2.1 CRISPR/Cas system classification

Depending on the structure and characteristics of the complex formed by the Cas effector protein during its function, CRISPR-Cas systems can be generally classified into two major classes (Haft et al., 2005; Makarova et al., 2011, 2020), including six types and 48 isoforms (Figure 1). These systems include three types: type I, type III, and type IV, represented by Cas3, Cas10, and Csf1, respectively. The type II, CRISPR-Cas, requires only a single Cas protein and performs immune functions by binding to crRNA to degrade exogenous invasive DNA. Approximately 90% of all CRISPR-Cas systems known to date fall into the first category. Class II CRISPR/Cas systems are mainly found in bacteria, with a relatively small distribution in archaea. Class II CRISPR-Cas systems also include three types: type II, type V and type VI, represented by Cas9, Cas12a (Cpf1), Cas13a (C2c2) and Cas12f (Cas14), respectively. Since this system relies on the formation of a complex between a single Cas nuclease and crRNA to function (Chylinski et al., 2014; O’Connell, 2019; Makarova et al., 2020), it is simple and efficient, so the understanding of its gene composition, mechanism of action and molecular structure of effectors is more thorough and clearer than that of type I system.

FIGURE 1

Figure 1. CRISPR-Cas system classification. Two classes and six types based on the structure and function of the Cas protein. Class I includes types I, III, and IV, and class II includes types II, V, and VI.

Current genome editing methods generally use Type II and Type V systems, using Cas9 and Cas12 as effector proteins. TnpB and IscB transposon proteins may be the ancestor proteins of Cas12 and Cas9, respectively (Kapitonov et al., 2015; Shmakov et al., 2015, 2017; Makarova et al., 2020). Notably, while CRISPR-like systems were previously thought to exist exclusively in prokaryotes, recent studies have identified homologous proteins of TnpB and IscB in eukaryotes, demonstrating their RNA-guided nuclease activity (Altae-Tran et al., 2021; Karvelis et al., 2021; Saito et al., 2023).

The CRISPR-Cas system is the most popular gene editing tool in the world today, but the size of conventional Cas nucleases is generally too large, limiting its application to mammals. In recent years, scientists have been seeking to develop smaller gene editing tools.

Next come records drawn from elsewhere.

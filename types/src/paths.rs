//! Dashboard link construction.

use thiserror::Error;
use url::Url;

use crate::{ArchivedFilter, EnvSlug};

pub const DEFAULT_DOCS_URL: &str = "https://www.inngest.com/docs/apps";

#[derive(Debug, Error)]
#[error("invalid dashboard base URL {url:?}: {source}")]
pub struct BaseUrlError {
    url: String,
    #[source]
    source: url::ParseError,
}

/// Builds hrefs for dashboard pages.
///
/// Without a base URL the hrefs are root-relative paths; with one they are
/// resolved against its origin.
#[derive(Debug, Clone, PartialEq, Eq)]
pub struct PathCreator {
    base: Option<Url>,
    docs_url: String,
}

impl Default for PathCreator {
    fn default() -> Self {
        Self {
            base: None,
            docs_url: DEFAULT_DOCS_URL.to_string(),
        }
    }
}

impl PathCreator {
    pub fn with_base(mut self, base: &str) -> Result<Self, BaseUrlError> {
        let url = Url::parse(base).map_err(|source| BaseUrlError {
            url: base.to_string(),
            source,
        })?;
        self.base = Some(url);
        Ok(self)
    }

    pub fn with_docs_url(mut self, docs_url: impl Into<String>) -> Self {
        self.docs_url = docs_url.into();
        self
    }

    #[must_use]
    pub fn apps(&self, env: &EnvSlug, archived: ArchivedFilter) -> String {
        let mut path = format!("/env/{env}/apps");
        if let Some(value) = archived.as_query() {
            path.push_str("?archived=");
            path.push_str(value);
        }
        self.href(&path)
    }

    #[must_use]
    pub fn create_app(&self, env: &EnvSlug) -> String {
        self.href(&format!("/env/{env}/apps/sync-new"))
    }

    #[must_use]
    pub fn apps_docs(&self) -> &str {
        &self.docs_url
    }

    fn href(&self, path: &str) -> String {
        match &self.base {
            Some(base) => base
                .join(path)
                .map(String::from)
                .unwrap_or_else(|_| path.to_string()),
            None => path.to_string(),
        }
    }
}
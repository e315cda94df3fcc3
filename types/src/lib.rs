//! Core domain types for the Apps view.
//!
//! This crate contains pure domain types with no IO, no async, and minimal dependencies.
//! The engine, the TUI and the tests all build on it.

// Pedantic lint configuration - these are intentional design choices
#![allow(clippy::missing_errors_doc)] // Result-returning functions are self-explanatory

mod apps;
mod env;
mod ids;
mod paths;
mod plan;
mod route;
pub mod ui;
mod view;

pub use apps::{AppSummary, ProdApps, UnattachedSync};
pub use env::{ArchivedFilter, EnvSlug, PRODUCTION_SLUG, SlugError};
pub use ids::ActivationId;
pub use paths::{BaseUrlError, DEFAULT_DOCS_URL, PathCreator};
pub use plan::{
    APPS_BREADCRUMB, APPS_INFO_LINK_LABEL, APPS_INFO_TEXT, AppsProps, BodyPlan, HeaderPlan,
    InfoPlan, PagePlan, SYNC_NEW_APP_LABEL, StatusMenuProps, SyncAction, compose,
    shows_sync_action,
};
pub use route::{PageRoute, RouteError};
pub use view::{RenderMode, ViewState, select_mode};
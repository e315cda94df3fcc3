mod config_paths;
mod modes;
mod snapshot_flow;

Three research teams from China, Korea, and the United States have published research papers that identify the same class of ultra-small CRISPR nucleases, Cas12f (Wu et al., 2021; Xu et al., 2021; Kim et al., 2022). Cas12f is the smallest RNA-guided nuclease known to play a role in human cell editing and has been less studied compared to Cas9, Cas12 and Cas13. Bioinformatic analysis suggests that TnpB may be the predecessor of CRISPR-Cas9/Cas12 nucleases (Kapitonov et al., 2015; Shmakov et al., 2017; Makarova et al., 2020), and the nearest TnpB neighbor in the evolutionary tree is the miniature Cas12f nuclease. Therefore, a more detailed description of Cas12f nucleases is given below.

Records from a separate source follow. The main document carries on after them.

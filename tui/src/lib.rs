//! TUI rendering for the Apps view using ratatui.

mod input;
mod theme;
mod widgets;

pub use input::{InputPump, handle_events};
pub use theme::{Glyphs, Palette, glyphs, palette, shimmer_offset, styles};

use ratatui::{
    Frame,
    layout::{Constraint, Layout, Rect},
    style::Style,
    text::{Line, Span},
    widgets::{Block, Paragraph},
};

use appview_engine::{App, BodyPlan, ListingState, PagePlan, RenderMode, UiOptions};

use self::widgets::{
    HEADER_HEIGHT, RenderCtx, draw_header, draw_listing, draw_onboarding, draw_skeleton,
};

/// Body content never grows wider than this many columns.
pub const MAX_BODY_WIDTH: u16 = 100;

/// Main draw function
pub fn draw(frame: &mut Frame, app: &App) {
    let options = app.ui_options();
    let palette = palette(options);
    // Clear with background color
    let bg_block = Block::default().style(Style::default().bg(palette.bg_dark));
    frame.render_widget(bg_block, frame.area());

    let [page_area, status_area] = Layout::vertical([Constraint::Min(1), Constraint::Length(1)])
        .margin(1)
        .areas(frame.area());

    match (app.page(), app.plan()) {
        (Some(page), Some(plan)) => {
            draw_page(
                frame,
                page_area,
                &plan,
                page.listing(),
                options,
                app.tick_count(),
            );
        }
        _ => {
            let idle = Paragraph::new(Span::styled(
                "No page is open",
                Style::default().fg(palette.text_muted),
            ));
            frame.render_widget(idle, page_area);
        }
    }

    draw_status_bar(frame, app, status_area, &palette);
}

/// Render a composed page into `area`.
///
/// Draws exactly what `plan` describes. The listing is only consulted in
/// listing mode.
pub fn draw_page(
    frame: &mut Frame,
    area: Rect,
    plan: &PagePlan,
    listing: &ListingState,
    options: UiOptions,
    tick: usize,
) {
    let palette = palette(options);
    let glyphs = glyphs(options);
    let ctx = RenderCtx {
        palette: &palette,
        glyphs: &glyphs,
        options,
        tick,
    };

    let area = centered_column(area, MAX_BODY_WIDTH);
    let [header_area, _, body_area] = Layout::vertical([
        Constraint::Length(HEADER_HEIGHT),
        Constraint::Length(1),
        Constraint::Min(0),
    ])
    .areas(area);

    draw_header(frame, header_area, &plan.header, &ctx);
    match &plan.body {
        BodyPlan::Skeleton => draw_skeleton(frame, body_area, &ctx),
        BodyPlan::Onboarding => draw_onboarding(frame, body_area, &ctx),
        BodyPlan::Listing { status_menu, apps } => {
            draw_listing(frame, body_area, status_menu, *apps, listing, &ctx);
        }
    }
}

fn centered_column(area: Rect, max_width: u16) -> Rect {
    let width = area.width.min(max_width);
    Rect {
        x: area.x + (area.width - width) / 2,
        width,
        ..area
    }
}

fn mode_label(mode: RenderMode) -> &'static str {
    match mode {
        RenderMode::Loading => "checking production",
        RenderMode::Onboarding => "onboarding",
        RenderMode::Listing => "apps",
    }
}

fn draw_status_bar(frame: &mut Frame, app: &App, area: Rect, palette: &Palette) {
    let left = if let Some(msg) = app.status_message() {
        Span::styled(msg.to_string(), Style::default().fg(palette.text_secondary))
    } else if let Some(page) = app.page() {
        let filter = if page.archived_filter().is_archived() {
            "archived"
        } else {
            "active"
        };
        Span::styled(
            format!("{} │ {} │ {filter}", page.env(), mode_label(page.mode())),
            Style::default().fg(palette.primary),
        )
    } else {
        Span::raw("")
    };

    let mut hints = Vec::new();
    for (key, label) in [
        ("a", "archived"),
        ("r", "reload"),
        ("s", "sync"),
        ("q", "quit"),
    ] {
        hints.push(Span::styled(key, styles::key_highlight(palette)));
        hints.push(Span::styled(
            format!(" {label}  "),
            styles::key_hint(palette),
        ));
    }
    let hints_width = hints.iter().map(Span::width).sum::<usize>();
    let hints_width = u16::try_from(hints_width).unwrap_or(u16::MAX);

    let [left_area, right_area] =
        Layout::horizontal([Constraint::Min(0), Constraint::Length(hints_width)]).areas(area);
    frame.render_widget(
        Paragraph::new(Line::from(vec![Span::raw(" "), left])),
        left_area,
    );
    frame.render_widget(Paragraph::new(Line::from(hints)), right_area);
}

3 Overview of micro-CRISPR nuclease Cas12f and its application in the field of gene editing

3.1 CRISPR - Cas12f system structural features

In, Harrington et al. (2018) identified a CRISPR-Cas system containing Cas14 in uncultured archaea and found that it has similar structural domains to Cas9 and Cas12, but with functional differences. Sequence databases identified Cas12f as belonging to the class II CRISP V-F subtype of the R-Cas system, and a recent classification classified the family into Cas12f1 (Cas14a and V-U3 types), Cas12f2 (Cas14b) and Cas12f3 (Cas14c, V-U2 and U4 types) (Shmakov et al., 2017; Harrington et al., 2018; Yan et al., 2019; Makarova et al., 2020).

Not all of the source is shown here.